Another technology that is used in ecommerce is the clustering algorithm. Clustering algorithm works by identifying
groups of users that have similar preferences. These users are then clustered into a single group and are given a
unique identifier.

  82
Issues in Information Systems
Volume 16, Issue II, pp. 81-90, 2015

 
New customers cluster are predicted by calculating the average similarities of the individual members in that cluster.
Hence a user could be a partial member of more than one cluster depending of the weight of the user’s average
opinion [24]. Advanced analytics is defined as the scientific process of transforming data into insight for making
better decisions. As a formal discipline, advanced analytics have grown under the Operational Research domain.
There are some fields that have considerable overlap with analytics, and also different accepted classifications for
the types of analytics [2].

BIG DATA TECHNOLOGIES

Apache Flume

Apache Flume is a distributed, reliable, and available system for efficiently collecting, aggregating and moving large
amounts of log data from many different sources to a centralized data store. Flume deploys as one or more agents,
each contained within its own instance of the Java Virtual Machine (JVM). Agents consist of three pluggable
components: sources, sinks, and channels. Flume agents ingest incoming streaming data from one or more sources.
Data ingested by a Flume agent is passed to a sink, which is most commonly a distributed file system like Hadoop.
Multiple Flume agents can be connected together for more complex workflows by configuring the source of one
agent to be the sink of another. Flume sources listen and consume events. Events can range from newline-terminated
strings in stdout to HTTP POSTs and RPC calls — it all depends on what sources the agent is configured to use.
Flume agents may have more than one source, but at the minimum they require one. Sources require a name and a
type; the type then dictates additional configuration parameters.

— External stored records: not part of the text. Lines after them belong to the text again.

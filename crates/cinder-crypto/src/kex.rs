//! X25519 key exchange.
//!
//! Raw Diffie-Hellman output is not uniformly random and must not be used as
//! a key directly. [`derive_sender_shared_key`] and
//! [`derive_recipient_shared_key`] hash it together with both public keys
//! (sender first, whichever side is computing) under an optional pre-shared
//! key, so both parties end up with the same 32-byte symmetric key:
//!
//! ```text
//! shared_key = BLAKE3-keyed(psk or 0^32, X25519(priv, pub) ‖ sender_pub ‖ recipient_pub)
//! ```
//!
//! A scalar multiplication that yields all zeros (a low-order public key) is
//! rejected with `CryptoError::WeakKey`. Intermediate secrets are zeroed
//! before returning.

use crate::backend::{NativeBackend, Primitives, HASH_KEY_SIZE, X25519_SIZE};
use crate::constant_time;
use crate::error::{CryptoError, Result};
use crate::validation;
use zeroize::Zeroizing;

/// Size of an X25519 public key in bytes.
pub const PUBLIC_KEY_SIZE: usize = X25519_SIZE;

/// Size of an X25519 private key in bytes.
pub const PRIVATE_KEY_SIZE: usize = X25519_SIZE;

/// Size of a raw X25519 shared secret in bytes.
pub const SHARED_SECRET_SIZE: usize = X25519_SIZE;

/// Size of a derived shared key in bytes.
pub const SHARED_KEY_SIZE: usize = HASH_KEY_SIZE;

/// Size of an optional pre-shared key in bytes.
pub const PRE_SHARED_KEY_SIZE: usize = HASH_KEY_SIZE;

/// Generates a key pair into the given buffers.
///
/// # Errors
///
/// Returns an argument error for mis-sized buffers and
/// `CryptoError::RandomnessFailure` if the OS RNG is unavailable.
///
/// # Examples
///
/// ```
/// use cinder_crypto::kex::{generate_key_pair, PRIVATE_KEY_SIZE, PUBLIC_KEY_SIZE};
///
/// let mut public_key = [0u8; PUBLIC_KEY_SIZE];
/// let mut private_key = [0u8; PRIVATE_KEY_SIZE];
/// generate_key_pair(&mut public_key, &mut private_key)?;
/// # Ok::<(), cinder_crypto::error::CryptoError>(())
/// ```
pub fn generate_key_pair(public_key: &mut [u8], private_key: &mut [u8]) -> Result<()> {
    validation::equal_to_size("public_key", public_key.len(), PUBLIC_KEY_SIZE)?;
    validation::equal_to_size("private_key", private_key.len(), PRIVATE_KEY_SIZE)?;
    NativeBackend.fill_random(private_key)?;
    compute_public_key(public_key, private_key)
}

/// Computes the public key belonging to `private_key`.
pub fn compute_public_key(public_key: &mut [u8], private_key: &[u8]) -> Result<()> {
    validation::equal_to_size("public_key", public_key.len(), PUBLIC_KEY_SIZE)?;
    let private_key = validation::as_array("private_key", private_key)?;
    public_key.copy_from_slice(&NativeBackend.x25519_base(private_key));
    Ok(())
}

/// Computes the raw X25519 shared secret.
///
/// Prefer the `derive_*_shared_key` functions unless the secret is fed into a
/// KDF of your own.
///
/// # Errors
///
/// Returns `CryptoError::WeakKey` if `public_key` is a low-order point.
pub fn compute_shared_secret(
    shared_secret: &mut [u8],
    private_key: &[u8],
    public_key: &[u8],
) -> Result<()> {
    validation::equal_to_size("shared_secret", shared_secret.len(), SHARED_SECRET_SIZE)?;
    let private_key = validation::as_array("private_key", private_key)?;
    let public_key = validation::as_array("public_key", public_key)?;
    let secret = agree(&NativeBackend, private_key, public_key)?;
    shared_secret.copy_from_slice(&secret[..]);
    Ok(())
}

/// Derives the shared key on the sending side.
///
/// # Errors
///
/// Returns an argument error for mis-sized keys (a pre-shared key must be
/// [`PRE_SHARED_KEY_SIZE`] bytes) and `CryptoError::WeakKey` for a low-order
/// recipient key.
pub fn derive_sender_shared_key(
    shared_key: &mut [u8],
    sender_private_key: &[u8],
    recipient_public_key: &[u8],
    pre_shared_key: Option<&[u8]>,
) -> Result<()> {
    derive_shared_key(
        &NativeBackend,
        Role::Sender,
        shared_key,
        sender_private_key,
        recipient_public_key,
        pre_shared_key,
    )
}

/// Derives the shared key on the receiving side.
///
/// Produces the same key as [`derive_sender_shared_key`] called with the
/// matching key pairs and pre-shared key.
pub fn derive_recipient_shared_key(
    shared_key: &mut [u8],
    recipient_private_key: &[u8],
    sender_public_key: &[u8],
    pre_shared_key: Option<&[u8]>,
) -> Result<()> {
    derive_shared_key(
        &NativeBackend,
        Role::Recipient,
        shared_key,
        recipient_private_key,
        sender_public_key,
        pre_shared_key,
    )
}

#[derive(Clone, Copy, PartialEq, Eq)]
enum Role {
    Sender,
    Recipient,
}

fn derive_shared_key<B: Primitives>(
    backend: &B,
    role: Role,
    shared_key: &mut [u8],
    private_key: &[u8],
    remote_public_key: &[u8],
    pre_shared_key: Option<&[u8]>,
) -> Result<()> {
    validation::equal_to_size("shared_key", shared_key.len(), SHARED_KEY_SIZE)?;
    let private_key = validation::as_array("private_key", private_key)?;
    let remote_public_key: &[u8; PUBLIC_KEY_SIZE] =
        validation::as_array("public_key", remote_public_key)?;
    let zero_key = [0u8; PRE_SHARED_KEY_SIZE];
    let hash_key = match pre_shared_key {
        Some(psk) => validation::as_array("pre_shared_key", psk)?,
        None => &zero_key,
    };

    let secret = agree(backend, private_key, remote_public_key)?;
    let local_public_key = Zeroizing::new(backend.x25519_base(private_key));
    let (sender, recipient) = match role {
        Role::Sender => (&*local_public_key, remote_public_key),
        Role::Recipient => (remote_public_key, &*local_public_key),
    };

    let derived = Zeroizing::new(
        backend.keyed_hash(hash_key, &[&secret[..], &sender[..], &recipient[..]]),
    );
    shared_key.copy_from_slice(&derived[..]);
    Ok(())
}

fn agree<B: Primitives>(
    backend: &B,
    private_key: &[u8; PRIVATE_KEY_SIZE],
    public_key: &[u8; PUBLIC_KEY_SIZE],
) -> Result<Zeroizing<[u8; SHARED_SECRET_SIZE]>> {
    let secret = Zeroizing::new(backend.x25519(private_key, public_key));
    if constant_time::is_all_zeros(&secret[..])? {
        return Err(CryptoError::WeakKey);
    }
    Ok(secret)
}

#[cfg(test)]
mod tests {
    use super::*;
    use crate::error::ErrorKind;

    fn key_pair() -> ([u8; PUBLIC_KEY_SIZE], [u8; PRIVATE_KEY_SIZE]) {
        let mut public_key = [0u8; PUBLIC_KEY_SIZE];
        let mut private_key = [0u8; PRIVATE_KEY_SIZE];
        generate_key_pair(&mut public_key, &mut private_key).unwrap();
        (public_key, private_key)
    }

    #[test]
    fn test_rfc7748_shared_secret() {
        let alice_private =
            hex::decode("77076d0a7318a57d3c16c17251b26645df4c2f87ebc0992ab177fba51db92c2a")
                .unwrap();
        let bob_public =
            hex::decode("de9edb7d7b7dc1b4d35b61c2ece435373f8343c85b78674dadfc7e146f882b4f")
                .unwrap();
        let mut shared_secret = [0u8; SHARED_SECRET_SIZE];
        compute_shared_secret(&mut shared_secret, &alice_private, &bob_public).unwrap();
        assert_eq!(
            hex::encode(shared_secret),
            "4a5d9d5ba4ce2de1728e3bf480350f25e07e21c947d19e3376f09b3c1e161742"
        );

        let mut alice_public = [0u8; PUBLIC_KEY_SIZE];
        compute_public_key(&mut alice_public, &alice_private).unwrap();
        assert_eq!(
            hex::encode(alice_public),
            "8520f0098930a754748b7ddcb43ef75a0dbf3a0d26381af4eba4a98eaa9b4e6a"
        );
    }

    #[test]
    fn test_generated_public_key_matches_private_key() {
        let (public_key, private_key) = key_pair();
        let mut recomputed = [0u8; PUBLIC_KEY_SIZE];
        compute_public_key(&mut recomputed, &private_key).unwrap();
        assert_eq!(public_key, recomputed);
    }

    #[test]
    fn test_sender_and_recipient_agree() {
        let (sender_public, sender_private) = key_pair();
        let (recipient_public, recipient_private) = key_pair();

        let mut sender_key = [0u8; SHARED_KEY_SIZE];
        let mut recipient_key = [0u8; SHARED_KEY_SIZE];
        derive_sender_shared_key(&mut sender_key, &sender_private, &recipient_public, None)
            .unwrap();
        derive_recipient_shared_key(&mut recipient_key, &recipient_private, &sender_public, None)
            .unwrap();
        assert_eq!(sender_key, recipient_key);

        let mut raw = [0u8; SHARED_SECRET_SIZE];
        compute_shared_secret(&mut raw, &sender_private, &recipient_public).unwrap();
        assert_ne!(raw, sender_key);
    }

    #[test]
    fn test_derivation_hashes_secret_and_both_public_keys() {
        let (sender_public, sender_private) = key_pair();
        let (recipient_public, recipient_private) = key_pair();
        let psk = [4u8; PRE_SHARED_KEY_SIZE];

        let mut raw = [0u8; SHARED_SECRET_SIZE];
        compute_shared_secret(&mut raw, &recipient_private, &sender_public).unwrap();
        let mut transcript = raw.to_vec();
        transcript.extend_from_slice(&sender_public);
        transcript.extend_from_slice(&recipient_public);
        let expected = *blake3::keyed_hash(&psk, &transcript).as_bytes();

        let mut shared_key = [0u8; SHARED_KEY_SIZE];
        derive_recipient_shared_key(
            &mut shared_key,
            &recipient_private,
            &sender_public,
            Some(&psk[..]),
        )
        .unwrap();
        assert_eq!(shared_key, expected);
    }

    #[test]
    fn test_pre_shared_key_changes_result() {
        let (_, sender_private) = key_pair();
        let (recipient_public, _) = key_pair();
        let psk = [9u8; PRE_SHARED_KEY_SIZE];

        let mut plain = [0u8; SHARED_KEY_SIZE];
        let mut with_psk = [0u8; SHARED_KEY_SIZE];
        derive_sender_shared_key(&mut plain, &sender_private, &recipient_public, None).unwrap();
        derive_sender_shared_key(&mut with_psk, &sender_private, &recipient_public, Some(&psk[..]))
            .unwrap();
        assert_ne!(plain, with_psk);
    }

    #[test]
    fn test_roles_are_not_interchangeable() {
        let (_, a_private) = key_pair();
        let (b_public, _) = key_pair();
        let mut as_sender = [0u8; SHARED_KEY_SIZE];
        let mut as_recipient = [0u8; SHARED_KEY_SIZE];
        derive_sender_shared_key(&mut as_sender, &a_private, &b_public, None).unwrap();
        derive_recipient_shared_key(&mut as_recipient, &a_private, &b_public, None).unwrap();
        assert_ne!(as_sender, as_recipient);
    }

    #[test]
    fn test_low_order_point_is_weak() {
        let (_, private_key) = key_pair();
        let zero_point = [0u8; PUBLIC_KEY_SIZE];

        let mut shared_secret = [0u8; SHARED_SECRET_SIZE];
        let err = compute_shared_secret(&mut shared_secret, &private_key, &zero_point).unwrap_err();
        assert!(matches!(err, CryptoError::WeakKey));
        assert_eq!(err.kind(), ErrorKind::Cryptographic);

        let mut shared_key = [0u8; SHARED_KEY_SIZE];
        assert!(matches!(
            derive_sender_shared_key(&mut shared_key, &private_key, &zero_point, None),
            Err(CryptoError::WeakKey)
        ));
        assert_eq!(shared_key, [0u8; SHARED_KEY_SIZE]);
    }

    #[test]
    fn test_size_checks() {
        let (public_key, private_key) = key_pair();
        let mut shared_key = [0u8; SHARED_KEY_SIZE];
        assert!(matches!(
            derive_sender_shared_key(&mut shared_key, &private_key, &public_key, Some(&[1u8; 16][..])),
            Err(CryptoError::InvalidLength {
                name: "pre_shared_key",
                ..
            })
        ));
        assert!(matches!(
            derive_recipient_shared_key(&mut shared_key[..31], &private_key, &public_key, None),
            Err(CryptoError::InvalidLength {
                name: "shared_key",
                ..
            })
        ));
        let mut short_public = [0u8; PUBLIC_KEY_SIZE - 1];
        let mut private_out = [0u8; PRIVATE_KEY_SIZE];
        assert!(generate_key_pair(&mut short_public, &mut private_out).is_err());
    }
}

Channels are the mechanism by which Flume agents transfer events from their sources to their sinks. Events written
to the channel by a source are not removed from the channel until a sink removes that event in a transaction. This
allows Flume sinks to retry writes in the event of a failure in the external repository (such as HDFS or an outgoing
network connection). For example, if the network between a Flume agent and a Hadoop cluster goes down, the
channel will keep all events queued until the sink can correctly write to the cluster and close its transactions with the
channel. Sink is an interface implementation that can remove events from a channel and transmit them to the next
agent in the flow, or to the event’s final destination and also sinks can remove events from the channel in
transactions and write them to output. Transactions close when the event is successfully written, ensuring that all
events are committed to their final destination.

Apache Sqoop

Apache Sqoop is a CLI tool designed to transfer data between Hadoop and relational databases. Sqoop can import
data from an RDBMS such as MySQL or Oracle Database into HDFS and then export the data back after data has
been transformed using MapReduce. Sqoop also has the ability to import data into HBase and Hive. Sqoop connects
to an RDBMS through its JDBC connector and relies on the RDBMS to describe the database schema for data to be
imported. Both import and export utilize MapReduce, which provides parallel operation as well as fault tolerance.
During import, Sqoop reads the table, row by row, into HDFS. Because import is performed in parallel, the output in
HDFS is multiple files.

Apache Pig

Apache’s Pig is a major project, which is lying on top of Hadoop, and provides higher-level language to use
Hadoop’s MapReduce library. Pig provides the scripting language to describe operations like the reading, filtering
and transforming, joining, and writing data which are exactly the same operations that MapReduce was originally
designed for. Instead of expressing these operations in thousands of lines of Java code which uses MapReduce
directly, Apache Pig lets the users express them in a language that is not unlike a bash or Perl script.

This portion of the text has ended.